Die Bundesregierung fordert die Freilassung Tolus und von zehn weiteren Deutschen, die derzeit in der Türkei aus politischen Gründen inhaftiert sind. Dazu gehören neben Tolu der "Welt"-Korrespondent Deniz Yücel und der Menschenrechtler Peter Steudtner.
Tolus Vater Ali Riza Tolu sagte, er sei "enttäuscht" von der Bundesregierung und habe sich mehr Einsatz für seine Tochter erhofft. Seine Tochter sei eine politische "Geisel". Er wertete den Prozess gegen seine Tochter als Versuch, die Pressefreiheit einzuschränken. "Die wollen die Presse verhaften, nicht meine Tochter. Sie ist eine Journalistin, keine Mörderin."
Deutschland tue alles, um Tolu "den Rücken zu stärken", sagte Außenminister Sigmar Gabriel (SPD) via "Bild". "Wir fordern ein faires und rechtsstaatliches Verfahren. Vor allem muss es jetzt schnell gehen, damit Mesale Tolu möglichst bald frei kommt." Nach Angaben des Auswärtigen Amts beobachtet auch eine Mitarbeiterin des deutschen Generalkonsulats in Istanbul Tolus Prozess. Deutsche Diplomaten stünden "auf allen Ebenen in ständigem Kontakt mit den Anwälten und natürlich mit der türkischen Regierung, um Verbesserungen zu erreichen", sagte eine Sprecherin in Berlin.
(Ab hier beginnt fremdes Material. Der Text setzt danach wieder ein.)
//! # skillroom-assist
//!
//! Answers learners' questions for the room's AI-help tool. The relay
//! server owns one [`AnswerProvider`] and exposes it over HTTP; the provider
//! is an OpenAI-compatible client wrapped in retry, or a scripted mock.

#![deny(unsafe_code)]

pub mod error;
pub mod history;
pub mod mock;
pub mod openai;
pub mod provider;
pub mod reliable;

pub use error::AssistError;
pub use history::window_history;
pub use mock::{MockAnswer, MockProvider};
pub use openai::{ChatCompletionsConfig, ChatCompletionsProvider};
pub use provider::AnswerProvider;
pub use reliable::{RetryConfig, RetryingProvider};

use std::sync::Arc;
use std::time::Duration;

use secrecy::SecretString;
use skillroom_settings::{AssistantProvider, AssistantSettings};
use tracing::info;

/// Build the configured provider. The API key is read from the env var
/// named in `settings.api_key_env` through `lookup`.
pub fn build_provider<F>(
    settings: &AssistantSettings,
    lookup: F,
) -> Result<Arc<dyn AnswerProvider>, AssistError>
where
    F: Fn(&str) -> Option<String>,
{
    match settings.provider {
        AssistantProvider::Mock => {
            info!("using mock answer provider");
            Ok(Arc::new(MockProvider::new(Vec::new())))
        }
        AssistantProvider::OpenAi => {
            let key = lookup(&settings.api_key_env)
                .filter(|k| !k.trim().is_empty())
                .ok_or_else(|| AssistError::MissingApiKey(settings.api_key_env.clone()))?;
            let inner = ChatCompletionsProvider::new(
                ChatCompletionsConfig {
                    base_url: settings.base_url.clone(),
                    model: settings.model.clone(),
                    system_prompt: settings.system_prompt.clone(),
                    timeout: Duration::from_millis(settings.timeout_ms),
                },
                SecretString::from(key),
            )?;
            info!(base_url = %settings.base_url, model = %settings.model, "using chat-completions provider");
            Ok(Arc::new(RetryingProvider::new(
                inner,
                RetryConfig {
                    max_retries: settings.max_retries,
                    ..RetryConfig::default()
                },
            )))
        }
    }
}
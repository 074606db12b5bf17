//! `RoomServer`: Axum HTTP + WebSocket relay.

use std::net::SocketAddr;
use std::sync::Arc;
use std::time::{Duration, Instant};

use axum::body::Bytes;
use axum::extract::ws::{Message, WebSocket, WebSocketUpgrade};
use axum::extract::State;
use axum::http::StatusCode;
use axum::response::{IntoResponse, Json, Response};
use axum::routing::{get, post};
use axum::Router;
use dashmap::DashMap;
use futures::{SinkExt, StreamExt};
use tokio::net::TcpListener;
use tokio::sync::mpsc;
use tokio::task::JoinHandle;
use tower_http::cors::CorsLayer;
use tower_http::trace::TraceLayer;
use tracing::{debug, error, info, warn};

use skillroom_assist::AnswerProvider;
use skillroom_core::errors::INVALID_MESSAGE;
use skillroom_core::wire::ServerMessage;
use skillroom_core::ConnectionId;

use crate::ask::ask_handler;
use crate::config::ServerConfig;
use crate::connection::ClientConnection;
use crate::error::ServerError;
use crate::handler;
use crate::health::{self, HealthResponse};
use crate::heartbeat::{run_heartbeat, HeartbeatResult};
use crate::rooms::RoomRegistry;
use crate::shutdown::ShutdownCoordinator;

/// How long a closing socket's writer gets to flush its close frame.
const WRITER_DRAIN: Duration = Duration::from_secs(1);

/// Shared state accessible from Axum handlers.
#[derive(Clone)]
pub struct AppState {
    pub rooms: Arc<RoomRegistry>,
    pub connections: Arc<DashMap<ConnectionId, Arc<ClientConnection>>>,
    pub provider: Arc<dyn AnswerProvider>,
    pub shutdown: Arc<ShutdownCoordinator>,
    pub config: Arc<ServerConfig>,
    pub start_time: Instant,
}

/// The relay server.
pub struct RoomServer {
    state: AppState,
}

impl RoomServer {
    pub fn new(config: ServerConfig, provider: Arc<dyn AnswerProvider>) -> Self {
        Self {
            state: AppState {
                rooms: Arc::new(RoomRegistry::new()),
                connections: Arc::new(DashMap::new()),
                provider,
                shutdown: Arc::new(ShutdownCoordinator::new()),
                config: Arc::new(config),
                start_time: Instant::now(),
            },
        }
    }

    /// Build the Axum router with all routes.
    pub fn router(&self) -> Router {
        Router::new()
            .route("/ws", get(ws_handler))
            .route("/health", get(health_handler))
            .route("/api/ai/ask", post(ask_handler))
            .with_state(self.state.clone())
            .layer(TraceLayer::new_for_http())
            .layer(CorsLayer::permissive())
    }

    pub fn config(&self) -> &ServerConfig {
        &self.state.config
    }

    pub fn rooms(&self) -> &Arc<RoomRegistry> {
        &self.state.rooms
    }

    pub fn shutdown(&self) -> &Arc<ShutdownCoordinator> {
        &self.state.shutdown
    }

    pub fn connection_count(&self) -> usize {
        self.state.connections.len()
    }

    /// Bind and serve in a background task until shutdown is requested.
    pub async fn listen(&self) -> Result<(SocketAddr, JoinHandle<()>), ServerError> {
        let addr = self.state.config.bind_addr();
        let listener = TcpListener::bind(&addr)
            .await
            .map_err(|source| ServerError::Bind {
                addr: addr.clone(),
                source,
            })?;
        let local_addr = listener.local_addr()?;

        let router = self.router();
        let token = self.state.shutdown.token();
        let handle = tokio::spawn(async move {
            if let Err(e) = axum::serve(listener, router)
                .with_graceful_shutdown(token.cancelled_owned())
                .await
            {
                error!(error = %e, "relay server stopped with error");
            }
        });

        info!(addr = %local_addr, "relay server listening");
        Ok((local_addr, handle))
    }

    /// Cancel every socket and wait for the listener to drain.
    pub async fn stop(&self, handle: JoinHandle<()>) {
        self.state
            .shutdown
            .graceful_shutdown(vec![handle], Some(self.state.config.shutdown_timeout))
            .await;
        info!("relay server stopped");
    }
}

/// GET /health
async fn health_handler(State(state): State<AppState>) -> Json<HealthResponse> {
    Json(health::health_check(
        state.start_time,
        state.connections.len(),
        state.rooms.room_count(),
    ))
}

/// GET /ws
async fn ws_handler(State(state): State<AppState>, ws: WebSocketUpgrade) -> Response {
    if state.shutdown.is_shutting_down() {
        return (StatusCode::SERVICE_UNAVAILABLE, "shutting down").into_response();
    }
    if state.connections.len() >= state.config.max_connections {
        warn!(
            max_connections = state.config.max_connections,
            "connection limit reached, refusing upgrade"
        );
        return (StatusCode::SERVICE_UNAVAILABLE, "too many connections").into_response();
    }

    // Oversized frames still arrive so the client gets MESSAGE_TOO_LARGE.
    let transport_limit = state.config.max_message_size.saturating_mul(2);
    ws.max_message_size(transport_limit)
        .max_frame_size(transport_limit)
        .on_upgrade(move |socket| handle_socket(socket, state))
}

async fn handle_socket(socket: WebSocket, state: AppState) {
    let (tx, mut rx) = mpsc::channel::<Arc<String>>(state.config.send_queue);
    let connection = Arc::new(ClientConnection::new(ConnectionId::new(), tx));
    let _ = state
        .connections
        .insert(connection.id.clone(), Arc::clone(&connection));
    info!(connection_id = %connection.id, "client connected");

    let cancel = state.shutdown.token().child_token();
    let (mut ws_tx, mut ws_rx) = socket.split();

    let writer_cancel = cancel.clone();
    let ping_every = state.config.heartbeat_interval;
    let mut writer = tokio::spawn(async move {
        let mut ping = tokio::time::interval(ping_every);
        let _ = ping.tick().await;
        loop {
            tokio::select! {
                frame = rx.recv() => {
                    let Some(text) = frame else { break };
                    if ws_tx.send(Message::Text(text.as_str().into())).await.is_err() {
                        break;
                    }
                }
                _ = ping.tick() => {
                    if ws_tx.send(Message::Ping(Bytes::new())).await.is_err() {
                        break;
                    }
                }
                () = writer_cancel.cancelled() => {
                    let _ = ws_tx.send(Message::Close(None)).await;
                    break;
                }
            }
        }
    });

    let reader = {
        let connection = Arc::clone(&connection);
        let rooms = Arc::clone(&state.rooms);
        let limit = state.config.max_message_size;
        async move {
            while let Some(Ok(message)) = ws_rx.next().await {
                connection.mark_alive();
                match message {
                    Message::Text(text) => handler::handle_frame(text.as_str(), &connection, &rooms, limit),
                    Message::Binary(_) => {
                        let _ = connection.send_event(&ServerMessage::error(
                            INVALID_MESSAGE,
                            "binary frames are not supported",
                        ));
                    }
                    Message::Close(_) => break,
                    Message::Ping(_) | Message::Pong(_) => {}
                }
            }
        }
    };

    let heartbeat = run_heartbeat(
        Arc::clone(&connection),
        state.config.heartbeat_interval,
        state.config.heartbeat_timeout,
        cancel.clone(),
    );

    let mut writer_done = false;
    tokio::select! {
        () = reader => debug!(connection_id = %connection.id, "client closed the socket"),
        result = heartbeat => {
            if result == HeartbeatResult::TimedOut {
                info!(
                    connection_id = %connection.id,
                    silent_ms = connection.last_seen_elapsed().as_millis() as u64,
                    "heartbeat timed out"
                );
            }
        }
        _ = &mut writer => {
            writer_done = true;
            debug!(connection_id = %connection.id, "writer ended");
        }
    }

    cancel.cancel();
    if !writer_done && tokio::time::timeout(WRITER_DRAIN, &mut writer).await.is_err() {
        writer.abort();
    }

    handler::disconnect(&connection, &state.rooms);
    let _ = state.connections.remove(&connection.id);
    info!(
        connection_id = %connection.id,
        age_ms = connection.age().as_millis() as u64,
        dropped = connection.drop_count(),
        "client disconnected"
    );
}

#[cfg(test)]
mod tests {
    use super::*;
    use axum::body::Body;
    use axum::http::Request;
    use skillroom_assist::{AssistError, MockAnswer, MockProvider};
    use tower::ServiceExt;

    fn make_server(answers: Vec<MockAnswer>) -> RoomServer {
        RoomServer::new(ServerConfig::default(), Arc::new(MockProvider::new(answers)))
    }

    fn ask_request(body: serde_json::Value) -> Request<Body> {
        Request::builder()
            .method("POST")
            .uri("/api/ai/ask")
            .header("content-type", "application/json")
            .body(Body::from(body.to_string()))
            .unwrap()
    }

    async fn body_json(resp: Response) -> serde_json::Value {
        let body = axum::body::to_bytes(resp.into_body(), 64 * 1024).await.unwrap();
        serde_json::from_slice(&body).unwrap()
    }

    #[test]
    fn accessors_reflect_config() {
        let server = make_server(vec![]);
        assert_eq!(server.config().port, 0);
        assert_eq!(server.connection_count(), 0);
        assert_eq!(server.rooms().room_count(), 0);
        assert!(!server.shutdown().is_shutting_down());
    }

    #[tokio::test]
    async fn health_endpoint_returns_ok() {
        let app = make_server(vec![]).router();
        let req = Request::builder().uri("/health").body(Body::empty()).unwrap();
        let resp = app.oneshot(req).await.unwrap();
        assert_eq!(resp.status(), StatusCode::OK);
        let parsed = body_json(resp).await;
        assert_eq!(parsed["status"], "ok");
        assert_eq!(parsed["connections"], 0);
        assert_eq!(parsed["active_sessions"], 0);
    }

    #[tokio::test]
    async fn ask_returns_provider_answer() {
        let app = make_server(vec![MockAnswer::text("Recursion is a function calling itself.")]).router();
        let resp = app
            .oneshot(ask_request(serde_json::json!({
                "question": "what is recursion?",
                "history": [{"role": "assistant", "content": "Hello!"}]
            })))
            .await
            .unwrap();
        assert_eq!(resp.status(), StatusCode::OK);
        assert_eq!(body_json(resp).await["response"], "Recursion is a function calling itself.");
    }

    #[tokio::test]
    async fn ask_windows_history() {
        let provider = Arc::new(MockProvider::new(vec![MockAnswer::text("ok")]));
        let config = ServerConfig {
            max_history_turns: 2,
            ..ServerConfig::default()
        };
        let app = RoomServer::new(config, provider.clone()).router();
        let history: Vec<serde_json::Value> = (0..5)
            .map(|i| serde_json::json!({"role": "user", "content": format!("q{i}")}))
            .collect();
        let resp = app
            .oneshot(ask_request(serde_json::json!({"question": "next", "history": history})))
            .await
            .unwrap();
        assert_eq!(resp.status(), StatusCode::OK);
        let calls = provider.calls();
        assert_eq!(calls.len(), 1);
        let contents: Vec<&str> = calls[0].history.iter().map(|t| t.content.as_str()).collect();
        assert_eq!(contents, vec!["q3", "q4"]);
    }

    #[tokio::test]
    async fn empty_question_is_bad_request() {
        let app = make_server(vec![]).router();
        let resp = app
            .oneshot(ask_request(serde_json::json!({"question": "   "})))
            .await
            .unwrap();
        assert_eq!(resp.status(), StatusCode::BAD_REQUEST);
        assert!(body_json(resp).await["error"].is_string());
    }

    #[tokio::test]
    async fn provider_failure_is_bad_gateway() {
        let app = make_server(vec![MockAnswer::Error(AssistError::Network("refused".into()))]).router();
        let resp = app
            .oneshot(ask_request(serde_json::json!({"question": "hello?"})))
            .await
            .unwrap();
        assert_eq!(resp.status(), StatusCode::BAD_GATEWAY);
        assert_eq!(body_json(resp).await["error"], crate::ask::UPSTREAM_FAILURE);
    }

    #[tokio::test]
    async fn unknown_route_returns_404() {
        let app = make_server(vec![]).router();
        let req = Request::builder().uri("/nonexistent").body(Body::empty()).unwrap();
        let resp = app.oneshot(req).await.unwrap();
        assert_eq!(resp.status(), StatusCode::NOT_FOUND);
    }

    #[tokio::test]
    async fn listen_binds_an_ephemeral_port_and_stops() {
        let server = make_server(vec![]);
        let (addr, handle) = server.listen().await.unwrap();
        assert_ne!(addr.port(), 0);
        server.stop(handle).await;
        assert!(server.shutdown().is_shutting_down());
    }
}
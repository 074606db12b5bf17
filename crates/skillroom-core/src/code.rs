use std::fmt;

use serde::{Deserialize, Serialize};

use crate::ids::ParticipantId;

/// Language tag for the shared code buffer.
#[derive(Clone, Debug, Default, PartialEq, Eq, Hash, Serialize, Deserialize)]
#[serde(from = "String", into = "String")]
pub enum Language {
    #[default]
    JavaScript,
    TypeScript,
    Python,
    Java,
    Cpp,
    Other(String),
}

impl Language {
    pub fn from_tag(tag: &str) -> Self {
        match tag.trim().to_ascii_lowercase().as_str() {
            "javascript" | "js" => Self::JavaScript,
            "typescript" | "ts" => Self::TypeScript,
            "python" | "py" => Self::Python,
            "java" => Self::Java,
            "cpp" | "c++" => Self::Cpp,
            other => Self::Other(other.to_string()),
        }
    }

    pub fn tag(&self) -> &str {
        match self {
            Self::JavaScript => "javascript",
            Self::TypeScript => "typescript",
            Self::Python => "python",
            Self::Java => "java",
            Self::Cpp => "cpp",
            Self::Other(tag) => tag,
        }
    }

    /// File extension used when exporting the buffer.
    pub fn extension(&self) -> &'static str {
        match self {
            Self::JavaScript => "js",
            Self::TypeScript => "ts",
            Self::Python => "py",
            Self::Java => "java",
            Self::Cpp => "cpp",
            Self::Other(_) => "txt",
        }
    }
}

impl From<String> for Language {
    fn from(tag: String) -> Self {
        Self::from_tag(&tag)
    }
}

impl From<Language> for String {
    fn from(lang: Language) -> Self {
        lang.tag().to_string()
    }
}

impl fmt::Display for Language {
    fn fmt(&self, f: &mut fmt::Formatter<'_>) -> fmt::Result {
        f.write_str(self.tag())
    }
}

/// Replicated snapshot of a participant's code buffer.
///
/// Ordering is last-writer-wins on `(revision, author)`.
#[derive(Clone, Debug, PartialEq, Eq, Serialize, Deserialize)]
#[serde(rename_all = "camelCase")]
pub struct CodeUpdate {
    pub text: String,
    pub language: Language,
    pub revision: u64,
    pub author: ParticipantId,
}

impl CodeUpdate {
    /// Whether this update should replace a buffer stamped `(revision, author)`.
    pub fn supersedes(&self, revision: u64, author: &ParticipantId) -> bool {
        (self.revision, &self.author) > (revision, author)
    }
}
Linke-Fraktionsvize Heike Hänsel - die den Prozess als einzige Bundestags-Abgeordnete beobachtet - sagte, dass Tolu in Haft bleiben müsse, sei ein "reiner Willkürakt" und eine "Machtdemonstration auch gegen Deutschland". Tolu und andere Verhaftete seien "nichts anderes als Geiseln" des türkischen Staatschefs Recep Tayyip Erdogan. Hänsel forderte Bundeskanzlerin Angela Merkel auf, sich persönlich für die Freilassung deutscher Gefangener in der Türkei einzusetzen. "Da muss jetzt mehr Druck nachgelegt werden", sagte sie. "Die Kanzlerin muss das zur Chefsache machen."
Grünen-Chef Cem Özdemir forderte ein Einlenken der Türkei. "Eine Normalisierung des Verhältnisses zur Türkei kann es nicht geben, ohne dass die deutschen Geiseln in Freiheit kommen", sagte Özdemir der "Schwäbischen Zeitung". "Erdogan versteht nur die harte Sprache des Geldes und die müssen wir offenbar sprechen, um Mesale Tolu und den anderen zu helfen."
Die Verhandlung wird am 18. Dezember in Istanbul fortgesetzt. Der Geschäftsführer von Reporter ohne Grenzen, Christian Mihr, sagte, die Entscheidung, Tolus Haft zu verlängern, zeige erneut, dass von einer unabhängigen Justiz in der Türkei keine Rede sein könne. "Mesale Tolu muss frei gelassen werden."